PPML can fail due to:

Separation: a regressor perfectly predicts zero outcomes
Perfect prediction: fitted values are exactly zero for some observations
Extreme outliers in the dependent variable

Troubleshooting:

from panelbox.models.count import PPML, PoissonQML

ppml = PPML(data, dep_var="trade", exog_vars=[...])
try:
    result = ppml.fit(maxiter=500)
except Exception:
    # Fall back to Poisson QML (more robust)
    qml = PoissonQML(data, dep_var="trade", exog_vars=[...])
    result = qml.fit()

Also try scaling variables (divide large values by 1e6) and removing extreme outliers.

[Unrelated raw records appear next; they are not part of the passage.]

//! Key-value storage behind the persisted language preference.

use std::collections::HashMap;
use std::path::{Path, PathBuf};
use std::sync::Arc;
use std::sync::atomic::{AtomicBool, Ordering};

use async_trait::async_trait;
use derive_more::{Display, Error};
use tokio::sync::Mutex;
use tracing::{debug, info, instrument, warn};

/// Storage error with location tracking.
#[derive(Debug, Clone, Display, Error)]
#[display("Storage error: {} at {}:{}", message, file, line)]
pub struct StorageError {
    /// Error message.
    pub message: String,
    /// Line number where error occurred.
    pub line: u32,
    /// Source file where error occurred.
    pub file: &'static str,
}

impl StorageError {
    /// Creates a new storage error with caller location tracking.
    #[track_caller]
    #[instrument(skip(message))]
    pub fn new(message: impl Into<String>) -> Self {
        let loc = std::panic::Location::caller();
        Self {
            message: message.into(),
            line: loc.line(),
            file: loc.file(),
        }
    }
}

/// Asynchronous string key-value store.
#[async_trait]
pub trait KeyValueStorage: Send + Sync + std::fmt::Debug {
    /// Returns the value stored under `key`, or `None` if absent.
    async fn get(&self, key: &str) -> Result<Option<String>, StorageError>;

    /// Stores `value` under `key`, replacing any previous value.
    async fn set(&self, key: &str, value: &str) -> Result<(), StorageError>;
}

/// Storage backed by a TOML file of string keys and string values.
///
/// A missing file reads as empty. Every write rewrites the whole file; a
/// file that no longer parses is replaced by the write.
#[derive(Debug)]
pub struct TomlFileStorage {
    path: PathBuf,
    write_lock: Mutex<()>,
}

impl TomlFileStorage {
    /// Creates storage at `path`. The file is created on first write.
    #[instrument(skip(path), fields(path = %path.as_ref().display()))]
    pub fn new(path: impl AsRef<Path>) -> Self {
        info!("Using file storage");
        Self {
            path: path.as_ref().to_path_buf(),
            write_lock: Mutex::new(()),
        }
    }

    /// Returns the backing file path.
    pub fn path(&self) -> &Path {
        &self.path
    }

    async fn read_content(&self) -> Result<Option<String>, StorageError> {
        match tokio::fs::read_to_string(&self.path).await {
            Ok(content) => Ok(Some(content)),
            Err(e) if e.kind() == std::io::ErrorKind::NotFound => {
                debug!("Storage file not found, treating as empty");
                Ok(None)
            }
            Err(e) => Err(StorageError::new(format!(
                "Failed to read {}: {}",
                self.path.display(),
                e
            ))),
        }
    }

    fn parse_table(&self, content: &str) -> Result<toml::Table, StorageError> {
        toml::from_str::<toml::Table>(content).map_err(|e| {
            StorageError::new(format!("Failed to parse {}: {}", self.path.display(), e))
        })
    }
}

#[async_trait]
impl KeyValueStorage for TomlFileStorage {
    #[instrument(skip(self), fields(path = %self.path.display()))]
    async fn get(&self, key: &str) -> Result<Option<String>, StorageError> {
        let table = match self.read_content().await? {
            Some(content) => self.parse_table(&content)?,
            None => toml::Table::new(),
        };
        let value = table
            .get(key)
            .and_then(|v| v.as_str())
            .map(str::to_string);
        debug!(found = value.is_some(), "Storage read");
        Ok(value)
    }

    #[instrument(skip(self), fields(path = %self.path.display()))]
    async fn set(&self, key: &str, value: &str) -> Result<(), StorageError> {
        let _guard = self.write_lock.lock().await;

        let mut table = match self.read_content().await? {
            Some(content) => self.parse_table(&content).unwrap_or_else(|e| {
                warn!(error = %e, "Replacing unreadable storage file");
                toml::Table::new()
            }),
            None => toml::Table::new(),
        };
        table.insert(key.to_string(), toml::Value::String(value.to_string()));
        let content = toml::to_string(&table)
            .map_err(|e| StorageError::new(format!("Failed to serialize storage: {}", e)))?;

        if let Some(parent) = self.path.parent()
            && !parent.as_os_str().is_empty()
        {
            tokio::fs::create_dir_all(parent).await.map_err(|e| {
                StorageError::new(format!("Failed to create {}: {}", parent.display(), e))
            })?;
        }
        tokio::fs::write(&self.path, content).await.map_err(|e| {
            StorageError::new(format!("Failed to write {}: {}", self.path.display(), e))
        })?;
        debug!("Storage write complete");
        Ok(())
    }
}

/// In-process storage; nothing survives a restart.
///
/// Failures can be switched on with [`MemoryStorage::set_failing`] to
/// exercise error paths.
#[derive(Debug, Default, Clone)]
pub struct MemoryStorage {
    values: Arc<Mutex<HashMap<String, String>>>,
    failing: Arc<AtomicBool>,
}

impl MemoryStorage {
    /// Creates empty storage.
    #[instrument]
    pub fn new() -> Self {
        Self::default()
    }

    /// Makes every following `get` and `set` fail (or succeed again).
    #[instrument(skip(self))]
    pub fn set_failing(&self, failing: bool) {
        self.failing.store(failing, Ordering::SeqCst);
    }

    fn check(&self) -> Result<(), StorageError> {
        if self.failing.load(Ordering::SeqCst) {
            return Err(StorageError::new("Memory storage is set to fail"));
        }
        Ok(())
    }
}

#[async_trait]
impl KeyValueStorage for MemoryStorage {
    #[instrument(skip(self))]
    async fn get(&self, key: &str) -> Result<Option<String>, StorageError> {
        self.check()?;
        Ok(self.values.lock().await.get(key).cloned())
    }

    #[instrument(skip(self))]
    async fn set(&self, key: &str, value: &str) -> Result<(), StorageError> {
        self.check()?;
        self.values
            .lock()
            .await
            .insert(key.to_string(), value.to_string());
        Ok(())
    }
}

How do I test for overdispersion (Poisson vs Negative Binomial)?

If the variance exceeds the mean, the data is overdispersed and Negative Binomial may be more appropriate:

# Quick check
mean_y = data["y"].mean()
var_y = data["y"].var()
print(f"Variance/Mean ratio: {var_y / mean_y:.2f}")
# If > 1.5: overdispersed, consider Negative Binomial

For a formal test, estimate both models and compare:

from panelbox.models.count import PoissonFixedEffects, FixedEffectsNegativeBinomial

pois = PoissonFixedEffects(data, ...).fit()
nb = FixedEffectsNegativeBinomial(data, ...).fit()
# If NB dispersion parameter is significant → use NB

Zero-inflated vs standard count models — when to use which?

Model	Use when
Standard Poisson/NB	Zeros arise from the same process as positive counts
Zero-Inflated	Zeros come from two processes: "structural zeros" (never events) + sampling zeros

Example: patent counts — some firms never innovate (structural zeros) while others innovate but happen to have zero patents in a given year (sampling zeros).

from panelbox.models.count import ZeroInflatedPoisson

zip_model = ZeroInflatedPoisson(data, dep_var="patents",
                                 exog_vars=["rd_spending", "size"])
result = zip_model.fit()

Multinomial / Discrete Choice¶

IIA assumption — how do I test it?

The Independence of Irrelevant Alternatives (IIA) assumption in multinomial logit can be tested using:

Hausman-McFadden test: estimate model with and without one alternative
Small-Hsiao test: split sample and compare estimates

If IIA is rejected, consider:

Nested logit (groups correlated alternatives)
Mixed logit (random coefficients)
Conditional logit with alternative-specific variables

Fixed Effects logit drops groups — why?

FE logit uses conditional maximum likelihood, which requires within-group variation in the dependent variable. Groups where the outcome never changes (always 0 or always 1) provide no information and are dropped.

This is expected behavior, not an error. If many groups are dropped, consider:

Using Random Effects logit instead
Checking if your sample has sufficient variation
Using a longer time span

from panelbox.models.discrete import FixedEffectsLogit

fe_logit = FixedEffectsLogit(data, dep_var="y", exog_vars=["x1", "x2"])
result = fe_logit.fit()
# Check how many groups were used vs dropped

Performance Tips¶

My estimation is slow. How can I speed it up?

General tips:

Bottleneck	Solution
Too many GMM instruments	Use `collapse=True`, limit `max_lags`
Two-step → CUE-GMM	Use two-step for exploration, CUE for final results only
Bootstrap	Reduce `n_boot` (499 is often sufficient), or use asymptotic
Large N spatial model	Use sparse weight matrices
Heckman MLE	Reduce `quadrature_points` to 10 (from default 15)
FE multinomial logit	Use RE if J > 4 or T > 10

Workflow recommendation: Use fast methods (two-step, asymptotic, OLS) for exploration. Switch to robust methods (CUE, bootstrap, GMM) for final results.

Memory issues with large panels. What can I do?

Reduce bootstrap replications: n_boot=499 instead of 1999
Use sparse weight matrices for spatial models: W.to_sparse()
Process by variable instead of all at once (e.g., IRFs one impulse at a time)
Subset your data for initial exploration, then run on full data for final results

Heckman MLE is very slow. Are there alternatives?

Reduce quadrature points (biggest speedup):

result = heckman.fit(method="mle", quadrature_points=10)  # Default: 15

Use two-step as starting values:

result_2step = heckman.fit(method="two_step")
result_mle = heckman.fit(
    method="mle",
    starting_values=result_2step.params,
    quadrature_points=10
)

Just use two-step — efficiency loss is small for most applications:
```
result = heckman.fit(method="two_step")
```

Approximate timings (N=1000, T=5): two-step ~5s, MLE (10 pts) ~30s, MLE (15 pts) ~60s.